The United States has imposed multiple sanctions on M23 and its leaders for committing human rights abuses in the Democratic Republic of Congo.
During a February 20 U.N. Security Council briefing on the situation in the DRC, Ambassador Robert Wood, alternate U.S. representative for special political affairs in the U.N., said the United States “does not in any way support M23 and has repeatedly and publicly called for the government of Rwanda to end its support to this group.”
Wood called on the international community to “take immediate steps to end the fighting in eastern DRC and de-escalate tensions between the DRC and Rwanda," adding that millions of people “are already exposed to a grave humanitarian crisis” and that the “scale of displacement, human rights abuses, gender-based violence, and suffering is appalling.”
Three days earlier, the U.S. State Department had condemned Rwanda’s government for supporting M23 and called on it to “immediately withdraw all Rwanda Defense Force personnel from the DRC and remove its surface-to-air missile systems.”
The U.S. sanctioned M23 on August 28, 2023, and imposed financial sanctions on four of its senior commanders, a senior commander of the Rwanda Defense Force (RDF) and a senior commander of the DRC’s armed forces.

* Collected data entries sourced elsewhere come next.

//! Station reading endpoints: query, ingest, and equipment listing.
//!
//! `GET /api/readings` is what the dashboard's raw table and the export
//! buttons consume. `aggregate=minute` switches to per-minute rows; any other
//! value (or none) returns raw rows.

use axum::{
    extract::rejection::JsonRejection,
    extract::Query, extract::State, http::StatusCode, response::IntoResponse, routing::get, Json,
    Router,
};
use serde::{Deserialize, Serialize};
use sqlx::PgPool;
use tracing::{debug, error, info};

use super::{error_response, rejection_response};
use crate::error::InputError;
use crate::models::IngestBatch;
use crate::window::TimeWindow;
use crate::{store, Config};

// ---

pub fn router() -> Router<(PgPool, Config)> {
    // ---
    Router::new()
        .route("/api/readings", get(query_handler).post(ingest_handler))
        .route("/api/equipment", get(equipment_handler))
}

/// Query parameters for `GET /api/readings`.
#[derive(Debug, Deserialize)]
pub struct ReadingsQuery {
    equipment: Option<String>,
    from: Option<String>,
    to: Option<String>,
    aggregate: Option<String>,
}

impl ReadingsQuery {
    /// Validate the parameters into an equipment id and a window.
    fn resolve(&self) -> Result<(&str, TimeWindow), InputError> {
        // ---
        let equipment = self
            .equipment
            .as_deref()
            .filter(|e| !e.trim().is_empty())
            .ok_or(InputError::MissingParameter("equipment"))?;
        let from = self.from.as_deref().ok_or(InputError::MissingParameter("from"))?;
        let to = self.to.as_deref().ok_or(InputError::MissingParameter("to"))?;

        Ok((equipment, TimeWindow::from_bounds(from, to)?))
    }

    fn per_minute(&self) -> bool {
        self.aggregate.as_deref() == Some("minute")
    }
}

async fn query_handler(
    Query(params): Query<ReadingsQuery>,
    State((pool, config)): State<(PgPool, Config)>,
) -> impl IntoResponse {
    // ---
    info!("GET /api/readings {:?}", params);

    let (equipment, window) = match params.resolve() {
        Ok(resolved) => resolved,
        Err(e) => {
            debug!("Rejected readings query: {}", e);
            return error_response(StatusCode::BAD_REQUEST, e.to_string());
        }
    };

    if params.per_minute() {
        match store::fetch_minutes(&pool, equipment, &window).await {
            Ok(rows) => {
                info!("Returning {} minute rows for {}", rows.len(), equipment);
                (StatusCode::OK, Json(rows)).into_response()
            }
            Err(e) => {
                error!("Failed to query minute rows for {}: {}", equipment, e);
                error_response(StatusCode::INTERNAL_SERVER_ERROR, "Failed to fetch data")
            }
        }
    } else {
        match store::fetch_raw(&pool, equipment, &window, config.raw_row_limit).await {
            Ok(rows) => {
                info!("Returning {} raw rows for {}", rows.len(), equipment);
                (StatusCode::OK, Json(rows)).into_response()
            }
            Err(e) => {
                error!("Failed to query raw rows for {}: {}", equipment, e);
                error_response(StatusCode::INTERNAL_SERVER_ERROR, "Failed to fetch data")
            }
        }
    }
}

#[derive(Debug, Serialize)]
struct IngestResponse {
    inserted: u64,
}

async fn ingest_handler(
    State((pool, _config)): State<(PgPool, Config)>,
    payload: Result<Json<IngestBatch>, JsonRejection>,
) -> impl IntoResponse {
    // ---
    let Json(batch) = match payload {
        Ok(payload) => payload,
        Err(rejection) => return rejection_response(rejection),
    };
    info!(
        "POST /api/readings equipment={} readings={}",
        batch.equipment,
        batch.readings.len()
    );

    if batch.equipment.trim().is_empty() {
        let e = InputError::MissingParameter("equipment");
        return error_response(StatusCode::BAD_REQUEST, e.to_string());
    }

    match store::insert_readings(&pool, &batch.equipment, &batch.readings).await {
        Ok(inserted) => (StatusCode::CREATED, Json(IngestResponse { inserted })).into_response(),
        Err(e) => {
            error!("Failed to store readings for {}: {}", batch.equipment, e);
            error_response(StatusCode::INTERNAL_SERVER_ERROR, "Failed to store data")
        }
    }
}

async fn equipment_handler(State((pool, _config)): State<(PgPool, Config)>) -> impl IntoResponse {
    // ---
    match store::list_equipment(&pool).await {
        Ok(ids) => (StatusCode::OK, Json(ids)).into_response(),
        Err(e) => {
            error!("Failed to list equipment: {}", e);
            error_response(StatusCode::INTERNAL_SERVER_ERROR, "Failed to fetch data")
        }
    }
}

M23, made up primarily of ethnic Tutsis, was formerly part of the Congolese army. It is named after the March 23, 2009, peace treaty between the National Congress for the Defense of the People (CNP) and the DRC government.
In 2012, M23 took control of the city of Goma, the capital of the DRC's North Kivu province, which borders Rwanda, claiming the peace deal was poorly implemented. The DRC army and U.N. peacekeepers defeated M23, with its surviving combatants fleeing to Rwanda and Uganda.
In recent weeks, M23 rebels have been closing in on Goma, causing civilians to flee the area.
Contrary to Kagame’s claims that M23 is fighting for the rights of the minority Tutsis, the U.N. says the rebels violate the human rights of Tutsis, and that M23’s main interest is to control North Kivu’s mineral resources.
According to various U.N. reports, Kigali exploits Congo’s natural mineral resources through the M23 rebels.
In 2022, Congo said it was losing close to $1 billion a year in minerals smuggled into Rwanda.
In 2018, the U.N. sanctioned M23 and some of its leaders for serious violations of international law by targeting “women and children in situations of armed conflict in the DRC including killing and maiming, sexual violence, abduction, and forced displacement.”
On June 9, 2022, the Africa Center for Strategic Studies, which was founded and is funded by the U.S. government, cited “ample evidence” that rebel groups, including M23, “control strategic but informal supply chains running from mines in the Kivu into the two countries.”
It added that M23 and other rebel groups use proceeds from the trafficked gold, diamonds and coltan to “buy weapons, recruit, and control artisanal miners, and pay corrupt Congolese customs and border officials as well as soldiers and police.”
In a February 2023 report, New York-based Human Rights Watch (HRW) accused M23 of perpetrating human rights violations against civilians.
HRW interviewed 81 survivors between March and May 2023, who reported cases of “M23 fighters raping women in front of their children and husbands.”
In June 2023, HRW uncovered mass graves “containing scores of bodies found in the village of Kishishe, North Kivu province in eastern Congo.” The victims were “villagers and captured militia members that M23 fighters executed between November 2022 and the armed group’s departure from Kishishe in April 2023.”
On March 27, the U.N. special representative in the DRC, Bintou Keita, told the U.N. Security Council that 7.1 million people have been displaced in the DRC and “tens of thousands continue to flee from the violence there.”